What the task requires: Print out every entry that follows, exactly as written.

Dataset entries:
# # # # # # #
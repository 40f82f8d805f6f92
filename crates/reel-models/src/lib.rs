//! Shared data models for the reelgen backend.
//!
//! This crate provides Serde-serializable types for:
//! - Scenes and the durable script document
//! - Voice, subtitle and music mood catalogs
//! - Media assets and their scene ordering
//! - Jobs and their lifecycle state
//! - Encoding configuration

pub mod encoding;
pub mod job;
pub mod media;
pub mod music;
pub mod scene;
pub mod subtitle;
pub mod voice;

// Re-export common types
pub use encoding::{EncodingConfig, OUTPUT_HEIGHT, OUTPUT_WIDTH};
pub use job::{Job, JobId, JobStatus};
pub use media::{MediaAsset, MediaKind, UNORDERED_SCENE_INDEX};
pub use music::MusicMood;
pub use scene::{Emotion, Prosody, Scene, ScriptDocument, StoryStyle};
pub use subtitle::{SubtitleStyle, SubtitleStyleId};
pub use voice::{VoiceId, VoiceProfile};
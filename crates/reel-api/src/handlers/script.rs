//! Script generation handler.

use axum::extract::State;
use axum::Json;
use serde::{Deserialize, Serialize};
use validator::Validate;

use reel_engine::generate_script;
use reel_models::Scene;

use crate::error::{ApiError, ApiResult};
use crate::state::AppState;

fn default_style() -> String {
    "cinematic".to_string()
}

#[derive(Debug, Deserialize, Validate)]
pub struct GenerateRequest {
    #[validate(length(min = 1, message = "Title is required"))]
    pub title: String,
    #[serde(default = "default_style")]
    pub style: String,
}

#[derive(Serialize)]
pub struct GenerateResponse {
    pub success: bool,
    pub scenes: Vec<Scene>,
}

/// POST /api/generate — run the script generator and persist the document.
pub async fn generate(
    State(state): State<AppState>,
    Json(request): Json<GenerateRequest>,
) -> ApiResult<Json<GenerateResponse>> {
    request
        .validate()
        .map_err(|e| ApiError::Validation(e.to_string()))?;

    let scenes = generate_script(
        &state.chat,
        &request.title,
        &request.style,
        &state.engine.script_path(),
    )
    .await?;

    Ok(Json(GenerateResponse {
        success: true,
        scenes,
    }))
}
# # # # # # #
Result for this exercise:
repository 40f82f8d805f6f92
filename crates/reel-models/src/lib.rs
//! Shared data models for the reelgen backend.
//!
//! This crate provides Serde-serializable types for:
//! - Scenes and the durable script document
//! - Voice, subtitle and music mood catalogs
//! - Media assets and their scene ordering
//! - Jobs and their lifecycle state
//! - Encoding configuration

pub mod encoding;
pub mod job;
pub mod media;
pub mod music;
pub mod scene;
pub mod subtitle;
pub mod voice;

// Re-export common types
pub use encoding::{EncodingConfig, OUTPUT_HEIGHT, OUTPUT_WIDTH};
pub use job::{Job, JobId, JobStatus};
pub use media::{MediaAsset, MediaKind, UNORDERED_SCENE_INDEX};
pub use music::MusicMood;
pub use scene::{Emotion, Prosody, Scene, ScriptDocument, StoryStyle};
pub use subtitle::{SubtitleStyle, SubtitleStyleId};
pub use voice::{VoiceId, VoiceProfile};
filename crates/reel-api/src/handlers/script.rs
//! Script generation handler.

use axum::extract::State;
use axum::Json;
use serde::{Deserialize, Serialize};
use validator::Validate;

use reel_engine::generate_script;
use reel_models::Scene;

use crate::error::{ApiError, ApiResult};
use crate::state::AppState;

fn default_style() -> String {
    "cinematic".to_string()
}

#[derive(Debug, Deserialize, Validate)]
pub struct GenerateRequest {
    #[validate(length(min = 1, message = "Title is required"))]
    pub title: String,
    #[serde(default = "default_style")]
    pub style: String,
}

#[derive(Serialize)]
pub struct GenerateResponse {
    pub success: bool,
    pub scenes: Vec<Scene>,
}

/// POST /api/generate — run the script generator and persist the document.
pub async fn generate(
    State(state): State<AppState>,
    Json(request): Json<GenerateRequest>,
) -> ApiResult<Json<GenerateResponse>> {
    request
        .validate()
        .map_err(|e| ApiError::Validation(e.to_string()))?;

    let scenes = generate_script(
        &state.chat,
        &request.title,
        &request.style,
        &state.engine.script_path(),
    )
    .await?;

    Ok(Json(GenerateResponse {
        success: true,
        scenes,
    }))
}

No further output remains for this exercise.